The "build minutes" display is only used for display, to get something more intuitive than the timestamps that are stored in the database. It is calculated with (now_utc() - true_low_water_mark).minutes() / 60
. If the true low water mark is ahead of or equal to the current time, then you have negative (or zero) build minutes in your account, and cannot start a build. Otherwise, you have positive build minutes.
Drawbacks
This is not a simple rate-limiting scheme. It's not exactly the same as how crates.io does it, since crates.io is really rate limiting based on different criteria (we're using time, they're using crates), and since crates.io rejects traffic instead of queueing it.
Also, if you really want to, you can work around the rate limit by sockpuppeting. We might be able to catch people doing it, but do we really want to be stuck policing this sort of thing?
Rationale and alternatives
The choice of a factor of 60 is arbitrary, reasonable-sounding, and will probably be adjusted based on experience. So is the default build budget of 30 (it's enough to build two crates).

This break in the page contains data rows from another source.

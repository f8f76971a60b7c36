//! API error type for the authentication endpoints.
//!
//! Every failure surfaces as a typed variant; nothing is swallowed. The
//! `IntoResponse` impl maps each variant to a status code and a small JSON
//! body. Variants carrying internal detail (database, crypto) log the detail
//! and return a generic message to the caller.

use axum::http::StatusCode;
use axum::response::{IntoResponse, Response};
use axum::Json;
use serde_json::json;
use thiserror::Error;

/// Errors returned by the authentication API.
#[derive(Debug, Error)]
pub enum ApiAuthError {
    /// Malformed request payload (shape or charset), rejected at the boundary.
    #[error("Validation error: {0}")]
    Validation(String),

    /// A TOTP token or backup code failed verification.
    #[error("Invalid verification code")]
    InvalidToken,

    /// Primary credential check failed.
    ///
    /// Also covers a Disable request where either the password or the second
    /// factor failed; the merged message deliberately hides which one.
    #[error("Invalid credentials")]
    InvalidCredentials,

    /// Setup requested while 2FA is already enabled.
    #[error("Two-factor authentication is already enabled")]
    AlreadyEnabled,

    /// Operation requires 2FA to be enabled.
    #[error("Two-factor authentication is not enabled")]
    NotEnabled,

    /// VerifySetup called with no enrollment in flight.
    #[error("No two-factor setup is pending")]
    NoPendingSetup,

    /// The login challenge TTL elapsed before resolution.
    #[error("Login challenge has expired")]
    ChallengeExpired,

    /// The bounded retry count on a login challenge was exhausted.
    #[error("Too many failed attempts; restart login")]
    ChallengeExhausted,

    /// Database failure.
    #[error("Database error: {0}")]
    Database(#[from] sqlx::Error),

    /// Internal failure (crypto, token issuance).
    #[error("Internal error: {0}")]
    Internal(String),
}

impl ApiAuthError {
    fn status_code(&self) -> StatusCode {
        match self {
            Self::Validation(_) => StatusCode::BAD_REQUEST,
            Self::InvalidToken => StatusCode::BAD_REQUEST,
            Self::InvalidCredentials => StatusCode::UNAUTHORIZED,
            Self::AlreadyEnabled | Self::NotEnabled | Self::NoPendingSetup => StatusCode::CONFLICT,
            // Expired and exhausted challenges both force a fresh login.
            Self::ChallengeExpired | Self::ChallengeExhausted => StatusCode::UNAUTHORIZED,
            Self::Database(_) | Self::Internal(_) => StatusCode::INTERNAL_SERVER_ERROR,
        }
    }

    fn error_code(&self) -> &'static str {
        match self {
            Self::Validation(_) => "validation_error",
            Self::InvalidToken => "invalid_token",
            Self::InvalidCredentials => "invalid_credentials",
            Self::AlreadyEnabled => "already_enabled",
            Self::NotEnabled => "not_enabled",
            Self::NoPendingSetup => "no_pending_setup",
            Self::ChallengeExpired => "challenge_expired",
            Self::ChallengeExhausted => "challenge_exhausted",
            Self::Database(_) | Self::Internal(_) => "internal_error",
        }
    }
}

impl IntoResponse for ApiAuthError {
    fn into_response(self) -> Response {
        let status = self.status_code();

        // Internal detail stays in the logs, never in the response body.
        let message = match &self {
            Self::Database(e) => {
                tracing::error!(error = %e, "Database error in auth API");
                "An internal error occurred".to_string()
            }
            Self::Internal(detail) => {
                tracing::error!(detail = %detail, "Internal error in auth API");
                "An internal error occurred".to_string()
            }
            other => other.to_string(),
        };

        let body = Json(json!({
            "error": self.error_code(),
            "message": message,
        }));

        (status, body).into_response()
    }
}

The specific design was chosen because it's an approach that is not new, is not exciting, and is probably "good enough". It has good theoretical properties; it's based on time, the unit we're actually trying to conserve, instead of using something like crates as a loose proxy for time. Even if someone gets a higher time limit (which docs.rs already does sometimes), their average resource consumption is controlled; crates that take longer to build cause the owner's budget to go further into the red, preventing them from monopolizing docs.rs's infrastructure.
Prior art
This design was mostly thought up based on the nginx "burst" rate limiter, with how it delays requests and has them actually get executed on a schedule.
This isn't really the same rate limiting algo that crates.io uses. Crates.io uses a token bucket, designed to allow bursts, while preventing bursts is the entire purpose of this docs.rs rate limiter.
Unresolved questions / Future possibilities
This technically allows a single crate owner to create a personal queue that grows forever, since crates.io allows people to publish new crates faster than docs.rs can process them. This is why nginx rate limiters tend to have "nodelay" turned on; it's not really all that good if latency is important to you, and while docs.rs's build queue is not designed for low latency, there does come a point when it gets ridiculous, and we need to start shedding load instead of just allowing the queue to grow forever.
Something should really be done about that. Since there are so many different things that consume the crates.io registry, it is not possible to make crates.io's rate limits suitable for all of them, but it probably would be helpful to at least have docs.rs warn when someone's personal queue gets too big, for potentially sending them an email (or banning them).